Implementing a Forest Data Structure in Java

trees

Name of data structure that's tree-like with multiple root nodes

I stumbled upon someone's answer to a question regarding implementing a tree that has > 2 nodes above. I just wanted to get someone's thoughts on using a Forest Data Structure to implement a Family Genealogy Tree that consist of multiple nodes with 0-multiple children. I may use a Forest Tree, however from most representations that I searched up on and found, it looks similar to a disjointed set, but I do not want a parent node to already be pre-destined to have no children.
I hope it makes sense what I am saying.
Any advice or comments you could offer would be much appreciated.

Best Answer

I hope I have a clear enough understanding of what your problem is. If I'm off-track let me know, otherwise the following should be of some help to you.

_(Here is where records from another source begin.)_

//! In-memory stand-ins for the overlay and the group resolver.

use crate::groups::GroupResolver;
use crate::overlay::wire::{read_message, write_message};
use crate::overlay::{BoxedStream, RouteTable, Streamer};
use async_trait::async_trait;
use std::collections::{HashMap, HashSet};
use std::io;
use std::pin::Pin;
use std::sync::atomic::{AtomicUsize, Ordering};
use std::sync::{Arc, Mutex};
use std::task::{Context, Poll};
use tokio::io::{AsyncRead, AsyncWrite, DuplexStream, ReadBuf};
use tunrelay_core::{ControlRequest, ControlResponse, PeerId, ProtocolTag, RelayError, RelayResult};

pub fn peer(name: &str) -> PeerId {
    PeerId::derive(name.as_bytes())
}

/// One establishment request seen by [`MockOverlay`].
#[derive(Debug, Clone, PartialEq, Eq)]
pub struct Attempt {
    pub peer: PeerId,
    pub tag: ProtocolTag,
    pub relayed: bool,
}

impl Attempt {
    pub fn direct(peer: PeerId, tag: ProtocolTag) -> Self {
        Self { peer, tag, relayed: false }
    }

    pub fn relayed(peer: PeerId, tag: ProtocolTag) -> Self {
        Self { peer, tag, relayed: true }
    }
}

/// Overlay backed by `tokio::io::duplex` pairs.
///
/// Peers that `answers` get a spawned control responder on the far end;
/// peers that `hangs_up` accept the stream and drop it at once; every other
/// reachable peer parks its far end for the test to pick up.
#[derive(Default)]
pub struct MockOverlay {
    neighbors: HashSet<PeerId>,
    known: HashSet<PeerId>,
    failing: HashSet<PeerId>,
    hang_up: HashSet<PeerId>,
    bodies: HashMap<PeerId, String>,
    attempts: Mutex<Vec<Attempt>>,
    requests: Arc<Mutex<Vec<(PeerId, ControlRequest)>>>,
    far_ends: Mutex<HashMap<PeerId, Vec<DuplexStream>>>,
    shutdowns: Arc<AtomicUsize>,
}

impl MockOverlay {
    pub fn new() -> Self {
        Self::default()
    }

    pub fn neighbor(mut self, peer: PeerId) -> Self {
        self.neighbors.insert(peer);
        self.known.insert(peer);
        self
    }

    /// Reachable only through a relay chain.
    pub fn remote(mut self, peer: PeerId) -> Self {
        self.known.insert(peer);
        self
    }

    /// Establishment to this peer times out.
    pub fn failing(mut self, peer: PeerId) -> Self {
        self.failing.insert(peer);
        self
    }

    pub fn hangs_up(mut self, peer: PeerId) -> Self {
        self.hang_up.insert(peer);
        self
    }

    pub fn answers(mut self, peer: PeerId, body: &str) -> Self {
        self.bodies.insert(peer, body.to_string());
        self
    }

    pub fn attempts(&self) -> Vec<Attempt> {
        self.attempts.lock().unwrap().clone()
    }

    /// Number of handed-out streams the caller has shut down.
    pub fn shutdowns(&self) -> usize {
        self.shutdowns.load(Ordering::SeqCst)
    }

    pub fn requests(&self) -> Vec<(PeerId, ControlRequest)> {
        self.requests.lock().unwrap().clone()
    }

    /// Remote end of the oldest parked stream to `peer`.
    pub fn take_far_end(&self, peer: PeerId) -> Option<DuplexStream> {
        let mut far_ends = self.far_ends.lock().unwrap();
        let parked = far_ends.get_mut(&peer)?;
        if parked.is_empty() {
            None
        } else {
            Some(parked.remove(0))
        }
    }

    fn open(&self, peer: PeerId, tag: ProtocolTag, relayed: bool) -> RelayResult<BoxedStream> {
        self.attempts.lock().unwrap().push(Attempt { peer, tag, relayed });

        if self.failing.contains(&peer) || !self.known.contains(&peer) {
            return Err(RelayError::Timeout);
        }

        let (near, mut far) = tokio::io::duplex(64 * 1024);

        if self.hang_up.contains(&peer) {
            drop(far);
        } else if let Some(body) = self.bodies.get(&peer).cloned() {
            let requests = self.requests.clone();
            tokio::spawn(async move {
                let Ok(request) = read_message::<_, ControlRequest>(&mut far).await else {
                    return;
                };
                requests.lock().unwrap().push((peer, request));
                let _ = write_message(&mut far, &ControlResponse { body }).await;
            });
        } else {
            self.far_ends.lock().unwrap().entry(peer).or_default().push(far);
        }

        Ok(Box::new(Tracked {
            inner: near,
            shutdowns: self.shutdowns.clone(),
        }))
    }
}

/// Near end of a mock stream; counts `shutdown` calls.
struct Tracked {
    inner: DuplexStream,
    shutdowns: Arc<AtomicUsize>,
}

impl AsyncRead for Tracked {
    fn poll_read(
        mut self: Pin<&mut Self>,
        cx: &mut Context<'_>,
        buf: &mut ReadBuf<'_>,
    ) -> Poll<io::Result<()>> {
        Pin::new(&mut self.inner).poll_read(cx, buf)
    }
}

impl AsyncWrite for Tracked {
    fn poll_write(
        mut self: Pin<&mut Self>,
        cx: &mut Context<'_>,
        buf: &[u8],
    ) -> Poll<io::Result<usize>> {
        Pin::new(&mut self.inner).poll_write(cx, buf)
    }

    fn poll_flush(mut self: Pin<&mut Self>, cx: &mut Context<'_>) -> Poll<io::Result<()>> {
        Pin::new(&mut self.inner).poll_flush(cx)
    }

    fn poll_shutdown(mut self: Pin<&mut Self>, cx: &mut Context<'_>) -> Poll<io::Result<()>> {
        let result = Pin::new(&mut self.inner).poll_shutdown(cx);
        if result.is_ready() {
            self.shutdowns.fetch_add(1, Ordering::SeqCst);
        }
        result
    }
}

impl RouteTable for MockOverlay {
    fn is_neighbor(&self, peer: &PeerId) -> bool {
        self.neighbors.contains(peer)
    }

    fn is_reachable(&self, peer: &PeerId) -> bool {
        self.known.contains(peer)
    }
}

#[async_trait]
impl Streamer for MockOverlay {
    async fn new_stream(&self, peer: PeerId, tag: ProtocolTag) -> RelayResult<BoxedStream> {
        self.open(peer, tag, false)
    }

    async fn new_relay_stream(&self, peer: PeerId, tag: ProtocolTag) -> RelayResult<BoxedStream> {
        self.open(peer, tag, true)
    }
}

/// Fixed group table that counts resolutions.
#[derive(Default)]
pub struct StaticResolver {
    groups: HashMap<String, Vec<PeerId>>,
    calls: AtomicUsize,
}

impl StaticResolver {
    pub fn new() -> Self {
        Self::default()
    }

    pub fn group(mut self, name: &str, members: Vec<PeerId>) -> Self {
        self.groups.insert(name.to_string(), members);
        self
    }

    pub fn calls(&self) -> usize {
        self.calls.load(Ordering::SeqCst)
    }
}

#[async_trait]
impl GroupResolver for StaticResolver {
    async fn resolve(&self, group: &str) -> RelayResult<Vec<PeerId>> {
        self.calls.fetch_add(1, Ordering::SeqCst);
        match self.groups.get(group) {
            Some(members) if !members.is_empty() => Ok(members.clone()),
            _ => Err(RelayError::NoCandidates(group.to_string())),
        }
    }
}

Just to be clear: I will consider all of the below under the context of genealogy.

A tree is simply a branching structure. In genealogy, you could consider the latest child as the root and create a tree that describes the ancestry of this person. Yes, the latest child is the root, not the oldest known ancestor. This is quite counter-intuitive and probably not really what you want anyways.

Now, once you have more complicated family issues, like a man having children with two different women, you'll run into problems with trees. If you have a separate tree for each child, then the father needs to be duplicated to be able to occur in each of these trees. Unpractical to say the least.

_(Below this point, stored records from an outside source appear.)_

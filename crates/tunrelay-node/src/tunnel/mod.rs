//! Tunnel sessions between local clients and overlay peers.
//!
//! [`TunnelManager::create_session`] resolves the group, asks the broker for a
//! `tunnel-data` stream, and binds the result to the client connection as a
//! [`TunnelSession`]. The client side is any frame sink/stream pair, so the
//! gateway can hand in a WebSocket and tests can hand in channels.

pub mod session;
pub mod stats;

pub use session::{CloseReason, SessionState, TunnelSession};
pub use stats::TrafficStats;

use crate::groups::GroupResolver;
use crate::overlay::BoxedStream;
use crate::relay::StreamBroker;
use futures_util::{Sink, SinkExt, Stream};
use std::sync::Arc;
use tracing::{debug, warn};
use tunrelay_core::{PacketClassifier, PeerId, ProtocolTag, RelayError, RelayResult};

/// One unit on the client connection.
#[derive(Debug, Clone, PartialEq, Eq)]
pub enum ClientFrame {
    Text(String),
    Binary(Vec<u8>),
    Close,
}

/// Creates and runs tunnel sessions.
pub struct TunnelManager {
    resolver: Arc<dyn GroupResolver>,
    broker: Arc<StreamBroker>,
    classifier: Arc<dyn PacketClassifier>,
    stats: Arc<TrafficStats>,
}

impl TunnelManager {
    pub fn new(
        resolver: Arc<dyn GroupResolver>,
        broker: Arc<StreamBroker>,
        classifier: Arc<dyn PacketClassifier>,
        stats: Arc<TrafficStats>,
    ) -> Self {
        Self {
            resolver,
            broker,
            classifier,
            stats,
        }
    }

    pub fn stats(&self) -> &Arc<TrafficStats> {
        &self.stats
    }

    /// Resolve `group`, establish a `tunnel-data` stream, and bind it to the
    /// client `sink`.
    ///
    /// The client connection is closed before an error is returned.
    pub async fn create_session<K>(&self, group: &str, mut sink: K) -> RelayResult<TunnelSession<K>>
    where
        K: Sink<ClientFrame, Error = RelayError> + Send + Unpin + 'static,
    {
        match self.open(group).await {
            Ok((stream, peer)) => Ok(TunnelSession::start(
                group.to_string(),
                peer,
                stream,
                sink,
                self.classifier.clone(),
                self.stats.clone(),
            )),
            Err(e) => {
                warn!(group = %group, error = %e, "tunnel session not established");
                if let Err(close_err) = sink.close().await {
                    debug!(error = %close_err, "client close failed");
                }
                Err(e)
            }
        }
    }

    async fn open(&self, group: &str) -> RelayResult<(BoxedStream, PeerId)> {
        debug!(group = %group, state = ?SessionState::Resolving, "tunnel session");
        let candidates = self.resolver.resolve(group).await?;

        debug!(
            group = %group,
            state = ?SessionState::Establishing,
            candidates = candidates.len(),
            "tunnel session"
        );
        self.broker.establish(&candidates, ProtocolTag::TunnelData).await
    }

    /// Create a session and run it until either side closes.
    pub async fn serve<K, S>(&self, group: &str, sink: K, source: S) -> RelayResult<CloseReason>
    where
        K: Sink<ClientFrame, Error = RelayError> + Send + Unpin + 'static,
        S: Stream<Item = RelayResult<ClientFrame>> + Send + Unpin,
    {
        let session = self.create_session(group, sink).await?;
        debug!(group = %group, state = ?session.state(), "tunnel session bound");
        match session.run(source).await {
            SessionState::Closed(reason) => Ok(reason),
            other => Err(RelayError::Other(format!("session ended in state {other:?}"))),
        }
    }
}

As Neil mentioned in his comment above, it is time to switch to a graph model. Most important for this is to clear up a typical confusion: The general populace speaks of something called a "Family genealogy tree", but as a computer scientist you must realize that such a tree is no tree as per the definitions given in computer science (or biology for that matter). We have a very clear and concise mathematical definition of a tree data structure, and a "genealogy tree" does not match it.

Why is that? Simply because in computer science trees, the different branches are not able to grow back together. With families, this is possible. Quite drastically, you could have the case of a father with two childrens, which again spawn an off-spring. Moral implications aside, this results in a diamond-like view, which is not representable in a tree.

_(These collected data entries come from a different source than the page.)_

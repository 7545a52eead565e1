//! Async framing over overlay streams.
//!
//! Same wire format as [`tunrelay_core::codec`]: a 4-byte big-endian length
//! followed by a CBOR payload. Reads consume exactly one frame, so whatever
//! follows on the stream is left untouched.

use tokio::io::{AsyncRead, AsyncReadExt, AsyncWrite, AsyncWriteExt};
use tunrelay_core::codec::LEN_PREFIX;
use tunrelay_core::{cbor_decode, frame_encode, frame_len, RelayError, RelayResult};

/// Write one framed message and flush.
pub async fn write_message<W, T>(writer: &mut W, value: &T) -> RelayResult<()>
where
    W: AsyncWrite + Unpin + ?Sized,
    T: serde::Serialize,
{
    let frame = frame_encode(value)?;
    writer.write_all(&frame).await?;
    writer.flush().await?;
    Ok(())
}

/// Read exactly one framed message.
///
/// A stream that ends before a full frame arrives is a transport error.
pub async fn read_message<R, T>(reader: &mut R) -> RelayResult<T>
where
    R: AsyncRead + Unpin + ?Sized,
    T: serde::de::DeserializeOwned,
{
    let mut prefix = [0u8; LEN_PREFIX];
    reader.read_exact(&mut prefix).await.map_err(eof_as_transport)?;
    let len = frame_len(prefix)?;

    let mut payload = vec![0u8; len];
    reader.read_exact(&mut payload).await.map_err(eof_as_transport)?;
    cbor_decode(&payload)
}

fn eof_as_transport(e: std::io::Error) -> RelayError {
    if e.kind() == std::io::ErrorKind::UnexpectedEof {
        RelayError::Transport("stream closed mid-frame".into())
    } else {
        RelayError::Io(e)
    }
}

Enter the world of graphs: A graph is just a generic term of things that are connected to each other. Hence, every computer science tree is also a graph. A very special and restricted one of course. In a graph, there is no root anymore, but there are nodes with similar properties (called sources). There are also no leaves anymore, but again nodes with similar properties (called sinks).

In terms of genealogy you can limit the result graph by making it a DAG, a directed acyclic graph. It is directed, because between two nodes, you can declare one as the parent side, one as the child side. For example, you could always point from parent to child (that's one direction, the other is feasible too). If you want to be able to traverse this structure in both directions, you may even consider an undirected variant.

Acyclicity simply means, that there are no circles in your data structure. It is pretty clear that this applies to genealogy (unless you want to count in time traveling and the implied option of becoming your own father or mother). In a DAG, you can have any number of nodes and connections between them. You can however add arbitrary limitations. For example, if all connections go from parent to child, then each child node could be restricted to have a maximum fan-in of 2. That's just graph theory lingo for saying that a person cannot have more than two parents.

Hence, I suggest to take a close look at directed acyclic graphs and the underlying graph theory in general. Also note that it'll pay off. If you want to do software development you should know about graphs. They are one of the most general data structures and apply to almost everything. They are not always the best choice of course, but they will be one of the most powerful things in your arsenal.